- Exercise instructions: In the entries that follow, find the word "start" and report each line it is on.

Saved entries
========================================================================

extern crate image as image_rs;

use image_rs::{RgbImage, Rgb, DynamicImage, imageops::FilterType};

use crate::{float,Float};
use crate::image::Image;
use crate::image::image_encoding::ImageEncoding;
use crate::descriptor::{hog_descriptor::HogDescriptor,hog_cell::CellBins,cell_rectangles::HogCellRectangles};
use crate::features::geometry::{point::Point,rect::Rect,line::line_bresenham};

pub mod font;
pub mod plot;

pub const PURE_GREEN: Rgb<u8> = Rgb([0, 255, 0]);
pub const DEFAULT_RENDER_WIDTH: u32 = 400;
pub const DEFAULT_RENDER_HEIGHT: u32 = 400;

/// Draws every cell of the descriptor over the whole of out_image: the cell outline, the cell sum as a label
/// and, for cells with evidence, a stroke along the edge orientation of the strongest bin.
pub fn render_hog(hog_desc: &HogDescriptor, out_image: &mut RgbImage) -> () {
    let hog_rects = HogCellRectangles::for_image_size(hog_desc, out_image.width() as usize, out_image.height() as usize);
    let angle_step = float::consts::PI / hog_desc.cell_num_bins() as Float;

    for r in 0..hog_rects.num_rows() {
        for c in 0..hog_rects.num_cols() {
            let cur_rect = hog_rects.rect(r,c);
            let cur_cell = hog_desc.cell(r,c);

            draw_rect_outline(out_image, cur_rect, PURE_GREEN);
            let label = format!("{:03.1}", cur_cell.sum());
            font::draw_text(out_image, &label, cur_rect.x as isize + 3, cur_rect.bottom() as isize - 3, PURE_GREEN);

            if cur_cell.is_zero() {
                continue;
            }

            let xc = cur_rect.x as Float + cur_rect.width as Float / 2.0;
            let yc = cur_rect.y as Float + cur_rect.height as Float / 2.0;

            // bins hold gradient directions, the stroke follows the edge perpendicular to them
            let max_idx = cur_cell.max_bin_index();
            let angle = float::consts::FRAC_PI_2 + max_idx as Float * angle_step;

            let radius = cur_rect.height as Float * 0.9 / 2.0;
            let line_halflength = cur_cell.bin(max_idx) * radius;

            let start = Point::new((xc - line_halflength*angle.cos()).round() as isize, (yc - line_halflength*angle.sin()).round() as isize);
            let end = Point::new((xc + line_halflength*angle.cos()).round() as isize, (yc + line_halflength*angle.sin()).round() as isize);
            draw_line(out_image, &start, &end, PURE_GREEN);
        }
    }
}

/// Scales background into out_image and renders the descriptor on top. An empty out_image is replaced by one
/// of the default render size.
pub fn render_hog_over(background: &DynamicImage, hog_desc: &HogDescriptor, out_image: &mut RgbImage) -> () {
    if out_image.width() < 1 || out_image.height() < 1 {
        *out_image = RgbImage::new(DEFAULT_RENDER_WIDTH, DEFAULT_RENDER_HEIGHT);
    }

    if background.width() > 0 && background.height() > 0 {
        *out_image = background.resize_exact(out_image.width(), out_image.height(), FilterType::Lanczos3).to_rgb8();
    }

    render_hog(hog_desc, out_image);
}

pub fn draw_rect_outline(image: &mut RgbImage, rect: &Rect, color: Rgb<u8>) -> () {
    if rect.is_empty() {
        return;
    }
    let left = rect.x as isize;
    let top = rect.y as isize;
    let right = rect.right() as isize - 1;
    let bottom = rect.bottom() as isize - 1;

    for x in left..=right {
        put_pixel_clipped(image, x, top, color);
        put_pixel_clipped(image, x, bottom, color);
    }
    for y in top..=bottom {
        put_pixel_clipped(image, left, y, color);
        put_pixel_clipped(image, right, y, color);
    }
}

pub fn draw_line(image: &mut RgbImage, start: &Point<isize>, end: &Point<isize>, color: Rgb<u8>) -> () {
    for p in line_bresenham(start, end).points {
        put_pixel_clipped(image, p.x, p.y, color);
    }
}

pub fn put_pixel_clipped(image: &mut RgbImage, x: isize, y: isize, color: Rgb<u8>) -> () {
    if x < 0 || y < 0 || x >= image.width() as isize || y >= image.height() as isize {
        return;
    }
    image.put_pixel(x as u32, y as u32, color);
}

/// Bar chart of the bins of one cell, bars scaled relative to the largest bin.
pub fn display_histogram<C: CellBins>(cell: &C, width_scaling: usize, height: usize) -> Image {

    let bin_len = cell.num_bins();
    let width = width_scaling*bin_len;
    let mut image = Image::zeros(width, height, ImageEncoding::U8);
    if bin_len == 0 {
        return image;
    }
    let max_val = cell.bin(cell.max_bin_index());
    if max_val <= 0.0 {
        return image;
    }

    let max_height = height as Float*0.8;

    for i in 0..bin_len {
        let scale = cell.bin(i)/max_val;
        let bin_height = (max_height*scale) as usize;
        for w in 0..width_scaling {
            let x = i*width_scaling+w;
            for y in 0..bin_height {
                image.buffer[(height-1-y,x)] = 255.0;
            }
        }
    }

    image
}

========================================================================

- Answer for this exercise:
            let start = Point::new((xc - line_halflength*angle.cos()).round() as isize, (yc - line_halflength*angle.sin()).round() as isize);
            draw_line(out_image, &start, &end, PURE_GREEN);
pub fn draw_line(image: &mut RgbImage, start: &Point<isize>, end: &Point<isize>, color: Rgb<u8>) -> () {
    for p in line_bresenham(start, end).points {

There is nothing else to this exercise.